School of Mechanical Engineering and Automation, Fuzhou University, Fuzhou 350108, People's Republic of China.
School of Mechanical Engineering and Automation, Fuzhou University, Fuzhou 350108, People's Republic of China.
ISA Trans. 2023 Jul;138:397-407. doi: 10.1016/j.isatra.2023.02.028. Epub 2023 Feb 27.

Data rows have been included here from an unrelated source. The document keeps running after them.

//! Shared test infrastructure: an in-process queue backend speaking the
//! client's wire protocol on a single port, with WebSocket upgrades on `/ws`
//! and canned HTTP responses for everything else. Tests drive it directly:
//! push messages to topics, swap pull responses, drop connections.

#![allow(dead_code)]

use futures_util::{SinkExt, StreamExt};
use serde_json::json;
use std::collections::{HashMap, HashSet};
use std::net::SocketAddr;
use std::sync::atomic::{AtomicBool, AtomicUsize, Ordering};
use std::sync::Arc;
use std::time::Duration;
use tokio::io::{AsyncReadExt, AsyncWriteExt};
use tokio::net::{TcpListener, TcpStream};
use tokio::sync::{mpsc, Mutex};
use tokio::task::JoinHandle;
use tokio_tungstenite::tungstenite::protocol::Message;

/// One canned HTTP response.
#[derive(Clone)]
pub struct ApiResponse {
    pub status: u16,
    pub body: String,
}

/// One recorded HTTP request.
#[derive(Debug, Clone)]
pub struct RecordedRequest {
    /// `"METHOD /path"`, e.g. `"GET /api/tokens/department/3"`.
    pub key: String,
    pub body: String,
    pub authorization: Option<String>,
}

struct SessionHandle {
    outbound: mpsc::UnboundedSender<Message>,
    topics: HashSet<String>,
}

struct WsState {
    sessions: Mutex<HashMap<u64, SessionHandle>>,
    handshakes: AtomicUsize,
    subscribe_log: Mutex<Vec<String>>,
    published: Mutex<Vec<(String, String)>>,
    answer_handshake: AtomicBool,
}

impl WsState {
    fn new() -> Self {
        Self {
            sessions: Mutex::new(HashMap::new()),
            handshakes: AtomicUsize::new(0),
            subscribe_log: Mutex::new(Vec::new()),
            published: Mutex::new(Vec::new()),
            answer_handshake: AtomicBool::new(true),
        }
    }
}

#[derive(Default)]
struct ApiState {
    routes: Mutex<HashMap<String, ApiResponse>>,
    requests: Mutex<Vec<RecordedRequest>>,
}

/// The in-process backend.
pub struct MockBackend {
    addr: SocketAddr,
    ws: Arc<WsState>,
    api: Arc<ApiState>,
    _accept_task: JoinHandle<()>,
}

impl MockBackend {
    pub async fn start() -> Self {
        let _ = env_logger::builder().is_test(true).try_init();

        let listener = TcpListener::bind("127.0.0.1:0").await.unwrap();
        let addr = listener.local_addr().unwrap();
        let ws = Arc::new(WsState::new());
        let api = Arc::new(ApiState::default());

        let ws_state = ws.clone();
        let api_state = api.clone();
        let accept_task = tokio::spawn(async move {
            let mut next_id = 0u64;
            loop {
                let Ok((stream, _)) = listener.accept().await else {
                    return;
                };
                next_id += 1;
                tokio::spawn(dispatch(
                    ws_state.clone(),
                    api_state.clone(),
                    next_id,
                    stream,
                ));
            }
        });

        Self {
            addr,
            ws,
            api,
            _accept_task: accept_task,
        }
    }

    pub fn base_url(&self) -> String {
        format!("http://{}", self.addr)
    }

    // ── WebSocket side ──────────────────────────────────────────────────────

    /// Number of connect handshakes completed so far.
    pub fn handshake_count(&self) -> usize {
        self.ws.handshakes.load(Ordering::SeqCst)
    }

    /// Stop acknowledging connect frames (handshake timeout tests).
    pub fn silence_handshake(&self) {
        self.ws.answer_handshake.store(false, Ordering::SeqCst);
    }

    pub async fn session_count(&self) -> usize {
        self.ws.sessions.lock().await.len()
    }

    /// Topics with a live wire subscription, sorted and deduplicated.
    pub async fn subscribed_topics(&self) -> Vec<String> {
        let sessions = self.ws.sessions.lock().await;
        let mut topics: Vec<String> = sessions
            .values()
            .flat_map(|s| s.topics.iter().cloned())
            .collect();
        topics.sort();
        topics.dedup();
        topics
    }

    /// Every subscribe frame seen, in arrival order, reconnects included.
    pub async fn subscribe_log(&self) -> Vec<String> {
        self.ws.subscribe_log.lock().await.clone()
    }

    /// Messages clients published over the channel, as `(topic, body)`.
    pub async fn published(&self) -> Vec<(String, String)> {
        self.ws.published.lock().await.clone()
    }

    /// Push a JSON payload to every session subscribed to `topic`.
    pub async fn push_json(&self, topic: &str, payload: serde_json::Value) {
        self.push_raw(topic, payload.to_string()).await;
    }

    /// Push a raw body, JSON or not.
    pub async fn push_raw(&self, topic: &str, body: impl Into<String>) {
        let frame = json!({"type": "message", "topic": topic, "body": body.into()}).to_string();
        let sessions = self.ws.sessions.lock().await;
        for session in sessions.values() {
            if session.topics.contains(topic) {
                let _ = session.outbound.send(Message::Text(frame.clone().into()));
            }
        }
    }

    /// Abruptly drop every live connection.
    pub async fn drop_connections(&self) {
        self.ws.sessions.lock().await.clear();
    }

    // ── HTTP side ───────────────────────────────────────────────────────────

    /// Respond 200 with `payload` for `"METHOD /path"`.
    pub async fn set_json(&self, key: &str, payload: serde_json::Value) {
        self.api.routes.lock().await.insert(
            key.to_string(),
            ApiResponse {
                status: 200,
                body: payload.to_string(),
            },
        );
    }

    /// Respond with an arbitrary status and body.
    pub async fn set_response(&self, key: &str, status: u16, body: &str) {
        self.api.routes.lock().await.insert(
            key.to_string(),
            ApiResponse {
                status,
                body: body.to_string(),
            },
        );
    }

    pub async fn requests(&self) -> Vec<RecordedRequest> {
        self.api.requests.lock().await.clone()
    }

    pub async fn request_count(&self, key: &str) -> usize {
        self.api
            .requests
            .lock()
            .await
            .iter()
            .filter(|r| r.key == key)
            .count()
    }

    pub async fn last_request(&self, key: &str) -> Option<RecordedRequest> {
        self.api
            .requests
            .lock()
            .await
            .iter()
            .rev()
            .find(|r| r.key == key)
            .cloned()
    }
}

/// Route one accepted connection: `/ws` upgrades become sessions, anything
/// else is served as plain HTTP. The request line is peeked, not consumed,
/// so the WebSocket handshake still sees a pristine stream.
async fn dispatch(ws: Arc<WsState>, api: Arc<ApiState>, id: u64, stream: TcpStream) {
    let mut head = [0u8; 512];
    let mut seen = 0usize;
    for _ in 0..100 {
        match stream.peek(&mut head).await {
            Ok(n) => {
                seen = n;
                if head[..n].contains(&b'\n') {
                    break;
                }
            }
            Err(_) => return,
        }
        tokio::time::sleep(Duration::from_millis(2)).await;
    }

    let request_line = String::from_utf8_lossy(&head[..seen]);
    if request_line.starts_with("GET /ws") {
        run_ws_session(ws, id, stream).await;
    } else {
        serve_http(api, stream).await;
    }
}

async fn run_ws_session(state: Arc<WsState>, id: u64, stream: TcpStream) {
    let mut ws_stream = match tokio_tungstenite::accept_async(stream).await {
        Ok(ws) => ws,
        Err(_) => return,
    };

    let (outbound_tx, mut outbound_rx) = mpsc::unbounded_channel::<Message>();
    state.sessions.lock().await.insert(
        id,
        SessionHandle {
            outbound: outbound_tx,
            topics: HashSet::new(),
        },
    );

    loop {
        tokio::select! {
            queued = outbound_rx.recv() => {
                match queued {
                    Some(message) => {
                        if ws_stream.send(message).await.is_err() {
                            break;
                        }
                    }
                    // Sender gone: the test dropped this connection.
                    None => break,
                }
            }
            frame = ws_stream.next() => {
                match frame {
                    Some(Ok(Message::Text(text))) => {
                        if !handle_client_frame(&state, id, &text).await {
                            break;
                        }
                    }
                    Some(Ok(Message::Ping(payload))) => {
                        let _ = ws_stream.send(Message::Pong(payload)).await;
                    }
                    Some(Ok(Message::Close(_))) | None => break,
                    Some(Err(_)) => break,
                    Some(Ok(_)) => {}
                }
            }
        }
    }

    let _ = ws_stream.close(None).await;
    state.sessions.lock().await.remove(&id);
}

/// Returns false once the session has been dropped out from under us.
async fn handle_client_frame(state: &Arc<WsState>, id: u64, text: &str) -> bool {
    let Ok(value) = serde_json::from_str::<serde_json::Value>(text) else {
        return true;
    };
    match value["type"].as_str() {
        Some("connect") => {
            state.handshakes.fetch_add(1, Ordering::SeqCst);
            if state.answer_handshake.load(Ordering::SeqCst) {
                let ack = json!({"type": "connected"}).to_string();
                let sessions = state.sessions.lock().await;
                match sessions.get(&id) {
                    Some(session) => {
                        let _ = session.outbound.send(Message::Text(ack.into()));
                    }
                    None => return false,
                }
            }
        }
        Some("subscribe") => {
            if let Some(topic) = value["topic"].as_str() {
                state.subscribe_log.lock().await.push(topic.to_string());
                let mut sessions = state.sessions.lock().await;
                match sessions.get_mut(&id) {
                    Some(session) => {
                        session.topics.insert(topic.to_string());
                    }
                    None => return false,
                }
            }
        }
        Some("unsubscribe") => {
            if let Some(topic) = value["topic"].as_str() {
                let mut sessions = state.sessions.lock().await;
                match sessions.get_mut(&id) {
                    Some(session) => {
                        session.topics.remove(topic);
                    }
                    None => return false,
                }
            }
        }
        Some("send") => {
            let topic = value["topic"].as_str().unwrap_or_default().to_string();
            let body = value["body"].as_str().unwrap_or_default().to_string();
            state.published.lock().await.push((topic, body));
        }
        _ => {}
    }
    true
}

async fn serve_http(api: Arc<ApiState>, mut stream: TcpStream) {
    let mut buf: Vec<u8> = Vec::with_capacity(2048);
    let mut chunk = [0u8; 2048];

    let header_end = loop {
        let Ok(n) = stream.read(&mut chunk).await else {
            return;
        };
        if n == 0 {
            return;
        }
        buf.extend_from_slice(&chunk[..n]);
        if let Some(pos) = find_subslice(&buf, b"\r\n\r\n") {
            break pos + 4;
        }
        if buf.len() > 64 * 1024 {
            return;
        }
    };

    let head = String::from_utf8_lossy(&buf[..header_end]).into_owned();
    let content_length = head
        .lines()
        .find_map(|line| {
            let (name, value) = line.split_once(':')?;
            if name.eq_ignore_ascii_case("content-length") {
                value.trim().parse::<usize>().ok()
            } else {
                None
            }
        })
        .unwrap_or(0);

    while buf.len() < header_end + content_length {
        let Ok(n) = stream.read(&mut chunk).await else {
            return;
        };
        if n == 0 {
            break;
        }
        buf.extend_from_slice(&chunk[..n]);
    }

    let request_line = head.lines().next().unwrap_or_default();
    let mut parts = request_line.split_whitespace();
    let method = parts.next().unwrap_or_default();
    let path = parts.next().unwrap_or_default();
    let key = format!("{} {}", method, path);

    let authorization = head.lines().find_map(|line| {
        let (name, value) = line.split_once(':')?;
        if name.eq_ignore_ascii_case("authorization") {
            Some(value.trim().to_string())
        } else {
            None
        }
    });

    let body = String::from_utf8_lossy(&buf[header_end..]).into_owned();
    api.requests.lock().await.push(RecordedRequest {
        key: key.clone(),
        body,
        authorization,
    });

    let response = api
        .routes
        .lock()
        .await
        .get(&key)
        .cloned()
        .unwrap_or(ApiResponse {
            status: 404,
            body: "{\"error\":\"no route\"}".to_string(),
        });

    let reason = match response.status {
        200 => "OK",
        201 => "Created",
        400 => "Bad Request",
        401 => "Unauthorized",
        403 => "Forbidden",
        404 => "Not Found",
        500 => "Internal Server Error",
        _ => "Status",
    };
    let raw = format!(
        "HTTP/1.1 {} {}\r\nContent-Type: application/json\r\nContent-Length: {}\r\nConnection: close\r\n\r\n{}",
        response.status,
        reason,
        response.body.len(),
        response.body
    );
    let _ = stream.write_all(raw.as_bytes()).await;
    let _ = stream.shutdown().await;
}

fn find_subslice(haystack: &[u8], needle: &[u8]) -> Option<usize> {
    haystack.windows(needle.len()).position(|w| w == needle)
}

// ── helpers ─────────────────────────────────────────────────────────────────

/// Poll `condition` until it holds, or panic after `deadline`.
pub async fn wait_until<F, Fut>(deadline: Duration, what: &str, mut condition: F)
where
    F: FnMut() -> Fut,
    Fut: std::future::Future<Output = bool>,
{
    let start = tokio::time::Instant::now();
    loop {
        if condition().await {
            return;
        }
        if start.elapsed() >= deadline {
            panic!("Timed out waiting for {}", what);
        }
        tokio::time::sleep(Duration::from_millis(20)).await;
    }
}

/// A queue token in the server's JSON shape.
pub fn token_json(id: i64, status: &str, position: i32) -> serde_json::Value {
    json!({
        "id": id,
        "tokenNumber": format!("A-{:03}", id),
        "userId": 100 + id,
        "departmentId": 3,
        "departmentName": "Cardiology",
        "status": status,
        "queuePosition": position,
    })
}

Cardiac arrhythmia is an abnormal rhythm of the heartbeat and can be life-threatening Electrocardiogram (ECG) is a technology that uses an electrocardiograph machine to record a graph of the changes in electrical activity produced by the heart at each cardiac cycle. ECG can generally be used to check whether the examinee has arrhythmia, ion channel disease, cardiomyopathy, electrolyte disorder and other diseases. To reduce the workload of doctors and improve the accuracy of ECG signal recognition, a novel and lightweight automatic ECG classification method based on Convolutional Neural Network (CNN) is proposed. The multi-branch network with different receptive fields is used to extract the multi-spatial deep features of heartbeats. The Channel Attention Module (CAM) and Bidirectional Long Short-Term Memory neural network (BLSTM) module are used to filter redundant ECG features. CAM and BLSTM are beneficial for distinguishing different categories of heartbeats. In the experiments, a four-fold cross-validation technique is used to improve the generalization capability of the network, and it shows good performance on the testing set. This method divides heartbeats into five categories according to the American Advancement of Medical Instrumentation (AAMI) criteria, which is validated in the MIT-BIH arrhythmia database. The sensitivity of this method to Ventricular Ectopic Beat (VEB) is 98.5% and the F1 score is 98.2%. The precision of the Supraventricular Ectopic Beat (SVEB) is 91.1%, and the corresponding F1 score is 90.8%. The proposed method has high classification performance and a lightweight feature. In a word, it has broad application prospects in clinical medicine and health testing.
心律失常是一种心跳异常节律,可能危及生命。心电图 (ECG) 是一种使用心电图机记录心脏在每个心动周期产生的电活动变化的技术。心电图通常可用于检查受检者是否有心律失常、离子通道疾病、心肌病、电解质紊乱等疾病。为了减轻医生的工作量,提高心电图信号识别的准确性,提出了一种基于卷积神经网络 (CNN) 的新型轻量级自动心电图分类方法。使用具有不同感受野的多分支网络提取心跳的多空间深度特征。使用通道注意力模块 (CAM) 和双向长短时记忆神经网络 (BLSTM) 模块过滤冗余的心电图特征。CAM 和 BLSTM 有利于区分不同类别的心跳。在实验中,采用四折交叉验证技术提高网络的泛化能力,在测试集上表现出良好的性能。该方法根据美国医疗器械促进协会 (AAMI) 标准将心跳分为五类,在麻省理工学院-生物医学工程研究所心律失常数据库中进行验证。该方法对室性异位搏动 (VEB) 的灵敏度为 98.5%,F1 得分为 98.2%。对室上性异位搏动 (SVEB) 的准确率为 91.1%,对应的 F1 得分为 90.8%。该方法具有较高的分类性能和轻量级特征。总之,它在临床医学和健康检测中有广阔的应用前景。